Fest favorite Junji Sakamoto (“Face,” “KT”) makes a bid for commercial, crossoversuccess with “Out of This World,” a well-upholstered period drama about an all-Japanese jazz band, toplined by several rising young stars and a couple of English-lingo actors, including Scotland’s Peter Mullan. Set during the U.S. occupation of Japan just after WWII, film gamely tries to harmonize an intriguing mix of themes, but the result hits too many duff notes. Domestic bow in February reaped just OK figures; abroad, pic’s best hopes would be for cable and straight-to-DVD sales.
The members of a randomly assembled band, eventually called the Lucky Strikers, are a schematic spread of post-war types. The five first meet on the job — a gig to play in a Tokyo enlisted men’s club for U.S. soldiers run by Sgt. Jim O’Brien (Mullan, who’s no good at an American accent but is still scruffily magnetic onscreen).

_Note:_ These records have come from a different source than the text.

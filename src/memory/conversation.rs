//! 短期记忆：对话历史 + 会话状态
//!
//! 保留最近 max_turns 个 Turn（FIFO 剪枝），SessionState 不随剪枝丢失。
//! get_context_for_llm 是解析器能看到的唯一上下文通道。

use std::collections::BTreeMap;

use chrono::{DateTime, Utc};
use serde::{Deserialize, Serialize};
use serde_json::Value;

use crate::memory::{SessionState, StateUpdate};

/// 默认保留的 Turn 数
pub const DEFAULT_MAX_TURNS: usize = 20;
/// 渲染给模型的最近 Turn 数
pub const CONTEXT_TURNS: usize = 10;

/// 消息角色
#[derive(Clone, Copy, Debug, PartialEq, Eq, Serialize, Deserialize)]
#[serde(rename_all = "lowercase")]
pub enum Role {
    User,
    Assistant,
    System,
}

impl Role {
    pub fn as_str(&self) -> &'static str {
        match self {
            Role::User => "user",
            Role::Assistant => "assistant",
            Role::System => "system",
        }
    }
}

/// 单个对话轮次；创建后不可变（字段只读）
#[derive(Clone, Debug, Serialize, Deserialize)]
pub struct ConversationTurn {
    role: Role,
    content: String,
    timestamp: DateTime<Utc>,
    metadata: BTreeMap<String, Value>,
}

impl ConversationTurn {
    pub fn new(role: Role, content: impl Into<String>, metadata: BTreeMap<String, Value>) -> Self {
        Self {
            role,
            content: content.into(),
            timestamp: Utc::now(),
            metadata,
        }
    }

    pub fn role(&self) -> Role {
        self.role
    }

    pub fn content(&self) -> &str {
        &self.content
    }

    pub fn timestamp(&self) -> DateTime<Utc> {
        self.timestamp
    }

    pub fn metadata(&self) -> &BTreeMap<String, Value> {
        &self.metadata
    }
}

#[derive(Clone, Debug, Serialize)]
pub struct ConversationMemory {
    turns: Vec<ConversationTurn>,
    state: SessionState,
    max_turns: usize,
    context_turns: usize,
}

impl Default for ConversationMemory {
    fn default() -> Self {
        Self::new(DEFAULT_MAX_TURNS)
    }
}

impl ConversationMemory {
    pub fn new(max_turns: usize) -> Self {
        Self {
            turns: Vec::new(),
            state: SessionState::default(),
            max_turns: max_turns.max(1),
            context_turns: CONTEXT_TURNS,
        }
    }

    /// 渲染上下文时使用的最近 Turn 数（默认 10）
    pub fn with_context_turns(mut self, context_turns: usize) -> Self {
        self.context_turns = context_turns;
        self
    }

    pub fn add_user_message(&mut self, content: impl Into<String>) {
        self.push(Role::User, content.into(), BTreeMap::new());
    }

    pub fn add_assistant_message(&mut self, content: impl Into<String>) {
        self.push(Role::Assistant, content.into(), BTreeMap::new());
    }

    pub fn add_system_message(&mut self, content: impl Into<String>) {
        self.push(Role::System, content.into(), BTreeMap::new());
    }

    /// 带元数据追加（如关联的 plan_id）
    pub fn add_message_with_metadata(
        &mut self,
        role: Role,
        content: impl Into<String>,
        metadata: BTreeMap<String, Value>,
    ) {
        self.push(role, content.into(), metadata);
    }

    fn push(&mut self, role: Role, content: String, metadata: BTreeMap<String, Value>) {
        self.turns.push(ConversationTurn::new(role, content, metadata));
        self.prune();
    }

    /// 超出 max_turns 时丢弃最旧的 Turn
    fn prune(&mut self) {
        if self.turns.len() > self.max_turns {
            let excess = self.turns.len() - self.max_turns;
            self.turns.drain(..excess);
        }
    }

    pub fn update_state(&mut self, update: StateUpdate) {
        if update.is_empty() {
            return;
        }
        self.state.apply(update);
    }

    pub fn state(&self) -> &SessionState {
        &self.state
    }

    pub fn turns(&self) -> &[ConversationTurn] {
        &self.turns
    }

    pub fn max_turns(&self) -> usize {
        self.max_turns
    }

    /// 渲染上下文：会话状态事实行（可选）+ 最近若干轮 "role: text"
    ///
    /// 纯函数，无副作用；相同内存状态两次调用结果相同。
    pub fn get_context_for_llm(&self, include_state: bool) -> String {
        let mut parts = Vec::new();

        if include_state {
            let facts = self.state.to_fact_lines();
            if !facts.is_empty() {
                let body: Vec<String> = facts.iter().map(|f| format!("  - {f}")).collect();
                parts.push(format!("SESSION STATE:\n{}", body.join("\n")));
            }
        }

        let start = self.turns.len().saturating_sub(self.context_turns);
        let recent = &self.turns[start..];
        if !recent.is_empty() {
            let lines: Vec<String> = recent
                .iter()
                .map(|t| format!("{}: {}", t.role.as_str(), t.content))
                .collect();
            parts.push(format!("RECENT CONVERSATION:\n{}", lines.join("\n")));
        }

        if parts.is_empty() {
            "No previous context.".to_string()
        } else {
            parts.join("\n\n")
        }
    }

    pub fn last_user_message(&self) -> Option<&str> {
        self.last_of(Role::User)
    }

    pub fn last_assistant_message(&self) -> Option<&str> {
        self.last_of(Role::Assistant)
    }

    fn last_of(&self, role: Role) -> Option<&str> {
        self.turns
            .iter()
            .rev()
            .find(|t| t.role == role)
            .map(|t| t.content.as_str())
    }

    /// 完全重置：轮次与会话状态
    pub fn clear(&mut self) {
        self.turns.clear();
        self.state = SessionState::default();
    }

    /// 仅清空轮次，保留会话状态
    pub fn clear_turns(&mut self) {
        self.turns.clear();
    }

    pub fn len(&self) -> usize {
        self.turns.len()
    }

    pub fn is_empty(&self) -> bool {
        self.turns.is_empty()
    }
}

#[cfg(test)]
mod tests {
    use super::*;

    #[test]
    fn test_capacity_keeps_most_recent_in_order() {
        let mut memory = ConversationMemory::new(5);
        for i in 0..8 {
            memory.add_user_message(format!("msg {i}"));
        }
        assert_eq!(memory.len(), 5);
        let kept: Vec<&str> = memory.turns().iter().map(|t| t.content()).collect();
        assert_eq!(kept, vec!["msg 3", "msg 4", "msg 5", "msg 6", "msg 7"]);
    }

    #[test]
    fn test_below_capacity_keeps_everything() {
        let mut memory = ConversationMemory::new(20);
        for i in 0..7 {
            memory.add_assistant_message(format!("reply {i}"));
        }
        assert_eq!(memory.len(), 7);
    }

    #[test]
    fn test_context_renders_last_ten_turns() {
        let mut memory = ConversationMemory::new(20);
        for i in 0..15 {
            memory.add_user_message(format!("line-{i:02}"));
        }
        let ctx = memory.get_context_for_llm(false);
        assert!(!ctx.contains("line-04"));
        assert!(ctx.contains("line-05"));
        assert!(ctx.contains("user: line-14"));
        assert!(!ctx.contains("SESSION STATE"));
    }

    #[test]
    fn test_context_is_idempotent() {
        let mut memory = ConversationMemory::default();
        memory.add_user_message("run tests on acme");
        memory.add_assistant_message("Completed: 1/1");
        memory.update_state(StateUpdate::new().active_project("acme"));
        assert_eq!(memory.get_context_for_llm(true), memory.get_context_for_llm(true));
    }

    #[test]
    fn test_empty_context() {
        let memory = ConversationMemory::default();
        assert_eq!(memory.get_context_for_llm(true), "No previous context.");
    }

    #[test]
    fn test_clear_turns_keeps_state() {
        let mut memory = ConversationMemory::default();
        memory.add_user_message("hi");
        memory.update_state(StateUpdate::new().active_project("acme"));

        memory.clear_turns();
        assert!(memory.is_empty());
        assert_eq!(memory.state().active_project.as_deref(), Some("acme"));

        memory.clear();
        assert!(memory.state().active_project.is_none());
    }

    #[test]
    fn test_last_messages() {
        let mut memory = ConversationMemory::default();
        memory.add_user_message("first");
        memory.add_assistant_message("answer");
        memory.add_system_message("note");
        memory.add_user_message("second");
        assert_eq!(memory.last_user_message(), Some("second"));
        assert_eq!(memory.last_assistant_message(), Some("answer"));
    }
}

Tenor saxophonist Kentaro Hirooka (Sakamoto regular Masato Hagiwara) is a disillusioned ex-soldier, and Ichijiro Hirayama (Shunsuke Matsuoka) is a double-base player who lives uneasily with his Communist agitator brother. Horn-player and junkie hepcat Hiroyuki Asakawa (real-life trumpeter Mitch) has the most talent, while pianist Akira Oono (Jun Murakami) is more preoccupied with searching for his missing lost brother. Rounding the quintet is inept drummer Shozo Ikeshima (pin-up Joe Odagiri, recently in “Bright Future”) who hails from Nagasaki and has family still sick with radiation poisoning from the A-bomb.
Sakamoto also throws in a white G.I. named Russell (Shea Whigham from “All the Real Girls”). He hates the Japanese for killing his brother and is a crack sax-player himself, adding conflict between him and Kentaro.
Film makes a fairly commendable attempt to show the desperation of the era, and production design, costumes and sets are all aces. Tensions between the occupying forces and the locals are shown on the verge of thaw, despite endemic racism on both sides, while American fashions, food and, most importantly, music slowly infiltrate Japanese culture.
Unfortunately, the music in “World” is only adequate, with versions of standards like “Take the ‘A’ Train” and “Sentimental Journey” fairly uninspired, apart from some nifty solo work by Mitch. Also, pic’s last reel sputters badly, with no proper climax and a dreary over-reliance on flashbacks in an effort to milk pathos.
For the record, docu footage at end features real Japanese musicians who played in officers’ and enlisted men’s clubs during the U.S. Occupation.